The Downtown Grand Hotel & Casino: Transmigrations and Slat City

Submitted by Building 180


Client: Downtown Grand Hotel and Casino

Location: Las Vegas, NV, United States

Completion date: 2020

Project Team

Project Manager

Meredith Winner

Building 180

Project Manager

Shannon Riley

Building 180


Curated and produced by Building 180, Camila Magrane created Transmigrations, the largest augmented reality mural of its kind. Transmigrations is composed of (2) 75×100’ digital murals that can be seen from 112 of the hotel’s guest rooms in the Gallery Tower. A custom continuation of Magrane’s “Virtual Mutations” series, augmented reality technology is utilized to create an interactive experience. Using Virtual Mutations, a proprietary app created by Magrane for her own works. The mural is positioned for guests to be able to view and interact with the augmented reality features of the artwork just outside of their hotel room window with an iPad.

Simultaneously at the same property, Josef Kristofoletti hand-painted a 5,000 square ft. mural on the hotel’s exterior mechanical building dubbed Slat City, a reference to the thousands of louvered pieces on the building. Working almost primarily overnight to avoid the blazing Las Vegas heat, Josef and his assistant worked tirelessly over the course of 2-months to paint the vibrant and striking mural.
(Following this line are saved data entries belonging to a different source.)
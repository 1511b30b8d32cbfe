//! Coalescing work queue with delayed visibility.
//!
//! Invariants, all guarded by one mutex:
//! - a key is in `ready` at most once
//! - a key in `processing` is never also in `ready`; re-adds while processing
//!   only mark it `dirty`, and `done` moves a dirty key back to `ready`
//! - `waiting` holds keys scheduled by `add_after`; they join `ready` when a
//!   `get` observes their deadline has passed

use std::collections::{BTreeMap, HashMap, HashSet, VecDeque};
use std::hash::Hash;
use std::sync::{Mutex, MutexGuard, PoisonError};
use std::time::Duration;

use tokio::sync::Notify;
use tokio::time::Instant;

struct QueueState<K> {
    ready: VecDeque<K>,
    dirty: HashSet<K>,
    processing: HashSet<K>,
    waiting: BTreeMap<(Instant, u64), K>,
    waiting_at: HashMap<K, (Instant, u64)>,
    next_seq: u64,
    shutting_down: bool,
}

impl<K: Clone + Eq + Hash> QueueState<K> {
    fn new() -> Self {
        Self {
            ready: VecDeque::new(),
            dirty: HashSet::new(),
            processing: HashSet::new(),
            waiting: BTreeMap::new(),
            waiting_at: HashMap::new(),
            next_seq: 0,
            shutting_down: false,
        }
    }

    /// Returns true when the key was appended to `ready`.
    fn insert(&mut self, key: K) -> bool {
        if self.dirty.contains(&key) {
            return false;
        }
        self.dirty.insert(key.clone());
        if self.processing.contains(&key) {
            return false;
        }
        self.ready.push_back(key);
        true
    }

    fn schedule(&mut self, key: K, ready_at: Instant) {
        if let Some(existing) = self.waiting_at.get(&key) {
            if existing.0 <= ready_at {
                return;
            }
            let existing = *existing;
            self.waiting.remove(&existing);
        }
        let slot = (ready_at, self.next_seq);
        self.next_seq = self.next_seq.wrapping_add(1);
        self.waiting.insert(slot, key.clone());
        self.waiting_at.insert(key, slot);
    }

    fn promote_due(&mut self, now: Instant) {
        while let Some(entry) = self.waiting.first_entry() {
            if entry.key().0 > now {
                break;
            }
            let key = entry.remove();
            self.waiting_at.remove(&key);
            self.insert(key);
        }
    }

    fn next_deadline(&self) -> Option<Instant> {
        self.waiting.keys().next().map(|(at, _)| *at)
    }
}

/// A FIFO queue of distinct keys shared between producers and workers.
pub struct WorkQueue<K> {
    state: Mutex<QueueState<K>>,
    notify: Notify,
}

impl<K: Clone + Eq + Hash> Default for WorkQueue<K> {
    fn default() -> Self {
        Self::new()
    }
}

impl<K: Clone + Eq + Hash> WorkQueue<K> {
    pub fn new() -> Self {
        Self {
            state: Mutex::new(QueueState::new()),
            notify: Notify::new(),
        }
    }

    fn lock(&self) -> MutexGuard<'_, QueueState<K>> {
        self.state.lock().unwrap_or_else(PoisonError::into_inner)
    }

    /// Queue `key` unless it is already queued. A key that is currently being
    /// processed is marked dirty and re-queued by [`done`](Self::done).
    pub fn add(&self, key: K) {
        let mut state = self.lock();
        if state.shutting_down {
            return;
        }
        if state.insert(key) {
            self.notify.notify_one();
        }
    }

    /// Make `key` visible to [`get`](Self::get) once `delay` has elapsed. If
    /// the key is already waiting, the earlier deadline wins.
    pub fn add_after(&self, key: K, delay: Duration) {
        if delay.is_zero() {
            self.add(key);
            return;
        }
        let mut state = self.lock();
        if state.shutting_down {
            return;
        }
        state.schedule(key, Instant::now() + delay);
        // Sleeping workers may be waiting on a later deadline.
        self.notify.notify_waiters();
    }

    /// Wait for the next key and mark it as processing.
    ///
    /// Returns `None` once the queue is shut down and nothing is left in the
    /// ready set.
    pub async fn get(&self) -> Option<K> {
        loop {
            let notified = self.notify.notified();
            tokio::pin!(notified);
            notified.as_mut().enable();

            let deadline = {
                let mut state = self.lock();
                state.promote_due(Instant::now());
                if let Some(key) = state.ready.pop_front() {
                    state.dirty.remove(&key);
                    state.processing.insert(key.clone());
                    if !state.ready.is_empty() {
                        self.notify.notify_one();
                    }
                    return Some(key);
                }
                if state.shutting_down {
                    return None;
                }
                state.next_deadline()
            };

            match deadline {
                Some(at) => {
                    tokio::select! {
                        _ = &mut notified => {}
                        _ = tokio::time::sleep_until(at) => {}
                    }
                }
                None => notified.await,
            }
        }
    }

    /// Mark `key` as no longer processing, re-queueing it if it was added
    /// again in the meantime.
    pub fn done(&self, key: &K) {
        let mut state = self.lock();
        state.processing.remove(key);
        if state.dirty.contains(key) {
            state.ready.push_back(key.clone());
            self.notify.notify_one();
        }
    }

    /// Stop accepting new keys. Workers drain whatever is ready, then `get`
    /// returns `None`. Keys still waiting on a delay are dropped.
    pub fn shut_down(&self) {
        let mut state = self.lock();
        state.shutting_down = true;
        state.waiting.clear();
        state.waiting_at.clear();
        self.notify.notify_waiters();
    }

    pub fn is_shutting_down(&self) -> bool {
        self.lock().shutting_down
    }

    /// Keys ready to be handed out.
    pub fn len(&self) -> usize {
        self.lock().ready.len()
    }

    pub fn is_empty(&self) -> bool {
        self.len() == 0
    }

    /// Keys scheduled by `add_after` that are not yet visible.
    pub fn waiting_len(&self) -> usize {
        self.lock().waiting.len()
    }

    pub fn is_processing(&self, key: &K) -> bool {
        self.lock().processing.contains(key)
    }

    /// Whether `key` has a delivery pending (queued, or dirty while processing).
    pub fn is_pending(&self, key: &K) -> bool {
        self.lock().dirty.contains(key)
    }
}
For Transmigrations the goal of this project was to give interior rooms a “view”. We needed to transform the lackluster guest experience of those who stayed in the 112 rooms that faced a plain concrete wall in the interior lightwell into a one of a kind experience. These rooms, which were once the last resort, became an exciting puzzle piece in a much larger masterpiece.
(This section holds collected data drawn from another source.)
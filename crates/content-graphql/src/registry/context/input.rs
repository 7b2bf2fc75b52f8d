use content_schema::schema_definition::SchemaDefinition;
use inflector::Inflector;

pub(crate) struct InputContext<'a> {
    schema: &'a SchemaDefinition,
}

impl<'a> InputContext<'a> {
    pub(crate) fn new(schema: &'a SchemaDefinition) -> Self {
        Self { schema }
    }

    pub(crate) fn schema(&self) -> &'a SchemaDefinition {
        self.schema
    }

    /// Name of the object type holding the data of one content item.
    pub(crate) fn data_type_name(&self) -> String {
        format!("{}DataDto", self.schema.name().to_pascal_case())
    }

    /// Name of the object type holding the partitioned values of one field.
    pub(crate) fn field_type_name(&self, field_name: &str) -> String {
        format!(
            "{}Data{}Dto",
            self.schema.name().to_pascal_case(),
            field_name.to_pascal_case()
        )
    }

    /// The client-facing name of a field.
    pub(crate) fn client_field_name(&self, field_name: &str) -> String {
        field_name.to_camel_case()
    }
}
mod context;
mod types;

use content_schema::{partitioning::PartitionResolver, schema_definition::SchemaDefinition};
use query_registry::Registry;

use self::context::{InputContext, OutputContext};
use crate::resolution::TypeResolver;

pub(crate) fn generate(
    schema: &SchemaDefinition,
    types: &dyn TypeResolver,
    partitions: &dyn PartitionResolver,
) -> Registry {
    let input_ctx = InputContext::new(schema);
    let mut output_ctx = OutputContext::new(&input_ctx);

    types::content::generate(&input_ctx, types, partitions, &mut output_ctx);

    output_ctx.finalize()
}
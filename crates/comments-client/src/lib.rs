//! Client for the comment threads of an app.
//!
//! Every operation issues a single request; failures surface immediately
//! with a fixed, user-displayable description. List calls are conditional:
//! the version of the previously seen thread state travels in
//! `If-None-Match`, and an unchanged thread comes back as an empty delta
//! carrying that same version.

#[cfg(test)]
use {serde_json as _, tokio as _, wiremock as _};

mod client;
mod errors;
mod types;

pub use client::CommentsClient;
pub use errors::{ApiError, RequestError};
pub use types::{CommentDto, CommentsDto, Version};
//! Definitions of content types and their locale partitioning.
//!
//! A [`schema_definition::SchemaDefinition`] is produced by schema storage
//! and read everywhere else. The important call points are the field
//! iterator and the find methods with string slices; mutation outside of
//! schema storage is not recommended.

pub mod partitioning;
pub mod schema_definition;
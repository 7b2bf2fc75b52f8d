mod field;

pub use field::FieldWalker;

use crate::schema_definition::SchemaDefinition;

/// An abstraction to iterate over the contents of a schema definition.
///
/// The `Id` must be something that points to an object in the definition.
#[derive(Clone, Copy)]
pub struct Walker<'a, Id> {
    pub(super) id: Id,
    pub(super) schema_definition: &'a SchemaDefinition,
}

impl<'a, Id> PartialEq for Walker<'a, Id>
where
    Id: PartialEq,
{
    fn eq(&self, other: &Self) -> bool {
        self.id == other.id
    }
}

impl<'a, Id> Walker<'a, Id>
where
    Id: Copy,
{
    pub fn new(id: Id, schema_definition: &'a SchemaDefinition) -> Self {
        Self {
            id,
            schema_definition,
        }
    }

    pub fn id(self) -> Id {
        self.id
    }
}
Magrane’s art transformed what would otherwise be an undesirable cement wall view into a destination in and of itself. These rooms, called the virtual experience rooms, are now frequently requested as opposed to avoided.

Josef Kristofoletti’s work served a similar purpose, which was to give new gallery tower guest rooms a better experience. The tower’s exterior rooms face the mechanical building, which is now a colorful attraction.
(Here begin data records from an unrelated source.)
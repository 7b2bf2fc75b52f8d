//! Data structures for resolvers.
//!
//! Resolvers describe where a field's value comes from; they carry no
//! behavior beyond a synchronous `serde_json::Value -> serde_json::Value`
//! evaluation step applied by the consumer after the parent value has been
//! resolved.

use serde::{Deserialize, Serialize};

#[derive(Default, Clone, Debug, Serialize, Deserialize)]
pub enum Resolver {
    // By default a resolver will just return its parent value
    #[default]
    Parent,
    Transformer(Transformer),
    Composition(Vec<Resolver>),
}

impl Resolver {
    pub fn and_then(mut self, resolver: impl Into<Resolver>) -> Self {
        let resolver = resolver.into();
        match &mut self {
            Resolver::Composition(resolvers) => {
                resolvers.push(resolver);
                self
            }
            _ => Resolver::Composition(vec![self, resolver]),
        }
    }

    pub fn is_parent(&self) -> bool {
        matches!(self, Self::Parent)
    }

    /// Evaluate the resolver against the parent value.
    pub fn resolve(&self, value: serde_json::Value) -> serde_json::Value {
        match self {
            Resolver::Parent => value,
            Resolver::Transformer(transformer) => transformer.transform(value),
            Resolver::Composition(resolvers) => resolvers
                .iter()
                .fold(value, |value, resolver| resolver.resolve(value)),
        }
    }
}

impl From<Transformer> for Resolver {
    fn from(value: Transformer) -> Self {
        Resolver::Transformer(value)
    }
}

/// A synchronous transformation applied to an already resolved value.
#[derive(Clone, Debug, Serialize, Deserialize)]
pub enum Transformer {
    /// Key selection on an object value. Anything without the key resolves
    /// to null.
    Select { key: String },
}

impl Transformer {
    pub fn select(key: impl Into<String>) -> Transformer {
        Transformer::Select { key: key.into() }
    }

    pub fn transform(&self, value: serde_json::Value) -> serde_json::Value {
        match self {
            Transformer::Select { key } => match value {
                serde_json::Value::Object(mut object) => {
                    object.remove(key).unwrap_or(serde_json::Value::Null)
                }
                _ => serde_json::Value::Null,
            },
        }
    }
}
use serde::{Deserialize, Serialize};

#[derive(Debug, Clone, Copy, PartialEq, Eq, PartialOrd, Ord, Hash, Serialize, Deserialize)]
pub struct FieldId(pub(crate) u32);

impl From<u32> for FieldId {
    fn from(value: u32) -> Self {
        FieldId(value)
    }
}

impl From<FieldId> for u32 {
    fn from(value: FieldId) -> Self {
        value.0
    }
}
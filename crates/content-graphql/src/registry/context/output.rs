mod builders;

use query_registry::{MetaField, ObjectType, Registry, ScalarType};

pub(crate) use self::builders::ObjectTypeBuilder;

use super::InputContext;

#[derive(Debug)]
pub(crate) struct OutputContext {
    registry: Registry,
}

impl OutputContext {
    pub(crate) fn new(input_ctx: &InputContext<'_>) -> Self {
        let data_type_name = input_ctx.data_type_name();
        let mut registry = Registry::new(data_type_name.clone());

        let mut data_type = ObjectType::new(data_type_name, []);
        data_type.description = Some(format!(
            "The structure of a {} content type.",
            input_ctx.schema().display_name()
        ));

        registry.create_type(data_type);

        Self { registry }
    }

    pub(crate) fn with_object_type<F>(&mut self, name: &str, f: F)
    where
        F: FnOnce(&mut ObjectTypeBuilder),
    {
        let mut builder = ObjectTypeBuilder::new(name);

        f(&mut builder);

        self.create_object_type(builder.object_type);
    }

    pub(crate) fn create_object_type(&mut self, object: ObjectType) {
        self.registry.create_type(object);
    }

    /// Registers the scalar once per distinct type name.
    pub(crate) fn create_scalar_type(&mut self, name: &str) {
        if self.registry.lookup_type(name).is_none() {
            self.registry.create_type(ScalarType::new(name));
        }
    }

    /// Appends a field to the data type of the content type.
    pub(crate) fn push_data_field(&mut self, field: MetaField) {
        let data_type_name = self.registry.root_type.clone();

        let fields = self
            .registry
            .types
            .get_mut(&data_type_name)
            .and_then(|r#type| r#type.fields_mut())
            .expect("Data type not registered.");

        fields.insert(field.name.to_string(), field);
    }

    pub(crate) fn finalize(self) -> Registry {
        self.registry
    }
}
mod input;
mod output;

pub(crate) use input::InputContext;
pub(crate) use output::{ObjectTypeBuilder, OutputContext};
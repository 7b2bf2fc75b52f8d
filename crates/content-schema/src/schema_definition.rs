mod field;
mod ids;
mod walkers;

use serde::{Deserialize, Serialize};

pub use field::{Field, FieldProperties, FieldType, SchemaProperties};
pub use ids::FieldId;
pub use walkers::{FieldWalker, Walker};

/// Definition of a content type. An ordered list of fields together with
/// the presentation metadata needed to render the type in client APIs.
///
/// Created by schema storage and read-only everywhere else. The structure
/// is serialized together with the app configuration, so any changes here
/// must be backwards-compatible.
#[derive(Debug, Clone, Serialize, Deserialize)]
pub struct SchemaDefinition {
    name: String,
    properties: SchemaProperties,
    /// Ordered by declaration position.
    fields: Vec<Field>,
}

impl SchemaDefinition {
    pub fn new(name: &str) -> Self {
        Self {
            name: name.to_string(),
            properties: SchemaProperties::default(),
            fields: Vec::new(),
        }
    }

    pub fn with_properties(mut self, properties: SchemaProperties) -> Self {
        self.properties = properties;
        self
    }

    /// The name of the content type, as stored.
    pub fn name(&self) -> &str {
        &self.name
    }

    pub fn properties(&self) -> &SchemaProperties {
        &self.properties
    }

    /// The label of the content type, falling back to its name.
    pub fn display_name(&self) -> &str {
        self.properties.label.as_deref().unwrap_or(&self.name)
    }

    /// Adds a field at the end of the declaration order.
    pub fn push_field(&mut self, field: Field) -> FieldId {
        let id = FieldId(self.fields.len() as u32);
        self.fields.push(field);

        id
    }

    /// Iterates over the fields of the content type in declaration order.
    pub fn fields(&self) -> impl ExactSizeIterator<Item = FieldWalker<'_>> + '_ {
        (0..self.fields.len()).map(move |id| self.walk(FieldId(id as u32)))
    }

    /// Find a field with the specified name.
    pub fn find_field(&self, name: &str) -> Option<FieldWalker<'_>> {
        self.fields().find(|field| field.name() == name)
    }

    /// Walk an item in the definition by its id.
    pub fn walk<Id: Copy>(&self, id: Id) -> Walker<'_, Id> {
        Walker::new(id, self)
    }

    pub(crate) fn field(&self, id: FieldId) -> &Field {
        &self.fields[id.0 as usize]
    }
}

#[cfg(test)]
mod tests {
    use crate::partitioning::Partitioning;

    use super::*;

    fn definition() -> SchemaDefinition {
        let mut schema = SchemaDefinition::new("blog_post").with_properties(SchemaProperties {
            label: Some("Blog Post".to_string()),
            ..Default::default()
        });

        schema.push_field(Field::new("title", FieldType::String).with_partitioning(Partitioning::Language));
        schema.push_field(Field::new("slug", FieldType::String));
        schema.push_field(Field::new("internal_notes", FieldType::String).hidden());

        schema
    }

    #[test]
    fn fields_keep_declaration_order() {
        let schema = definition();
        let names: Vec<_> = schema.fields().map(|field| field.name()).collect();

        assert_eq!(names, vec!["title", "slug", "internal_notes"]);
    }

    #[test]
    fn display_name_falls_back_to_the_stored_name() {
        let schema = definition();
        assert_eq!(schema.display_name(), "Blog Post");

        let unlabeled = SchemaDefinition::new("blog_post");
        assert_eq!(unlabeled.display_name(), "blog_post");
    }

    #[test]
    fn find_field_walks_the_matching_field() {
        let schema = definition();
        let field = schema.find_field("slug").unwrap();

        assert_eq!(field.name(), "slug");
        assert_eq!(field.partitioning(), Partitioning::Invariant);
        assert!(!field.is_hidden());

        assert!(schema.find_field("missing").is_none());
    }

    #[test]
    fn definitions_round_trip_through_serde() {
        let schema = definition();

        let json = serde_json::to_string(&schema).unwrap();
        let decoded: SchemaDefinition = serde_json::from_str(&json).unwrap();

        let names: Vec<_> = decoded.fields().map(|field| field.name()).collect();
        assert_eq!(names, vec!["title", "slug", "internal_notes"]);
        assert!(decoded.find_field("internal_notes").unwrap().is_hidden());
    }
}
Slat City is seen from the hotel’s new entranceway and it serves as a welcoming beacon for those coming and going from the hotel and casino.


Building 180 was contacted by Corner Bar Management and CIM Group with the unique and challenging problem faced by the Downtown Grand to create a view from nothing. Building 180 curated the artists for the hotel project and worked closely with them to execute the project along with many other project partners.

Many factors were involved for production, especially with Transmigrations, which uses AR image technology. Not only was there a significant amount of technology that needed to be installed in the guestrooms, but the mural also needed to be installed using a swing stage over a 2-week period. Building 180 coordinated with all parties from the artist, printing company, professional riggers, equipment companies, and the IT team and management.

The iOS app “Transmigrations,” installed on every iPad acts as a translator between the physical mural artwork present in our reality and the digital animations in virtual reality. At a first glance, the app displays a basic camera feed instructing guests to hold the tablet at the center of their room window. Once the camera recognizes the mural, soothing music plays, and animations are overlaid on top of the physical mural image, seen through the camera feed of the iPad.

Additional Information

“Transmigrations” examines the possibility that multidimensional realms coexist simultaneously in a shared space. Unaware of each other, different species and communities subsist in the same territory and time, tuned in only to their individual frequencies, shaped and limited by their own perceptions. They traverse freely without interference and are oblivious to the existence of alternative parallel worlds. Interactivity in art allows viewers to be involved in ways that other art cannot. It creates wonder and playfulness that is so valuable in our lives. Creating meaningful interactive art is a challenge because of the collaborative nature required amongst so many people, but it’s well worth the effort.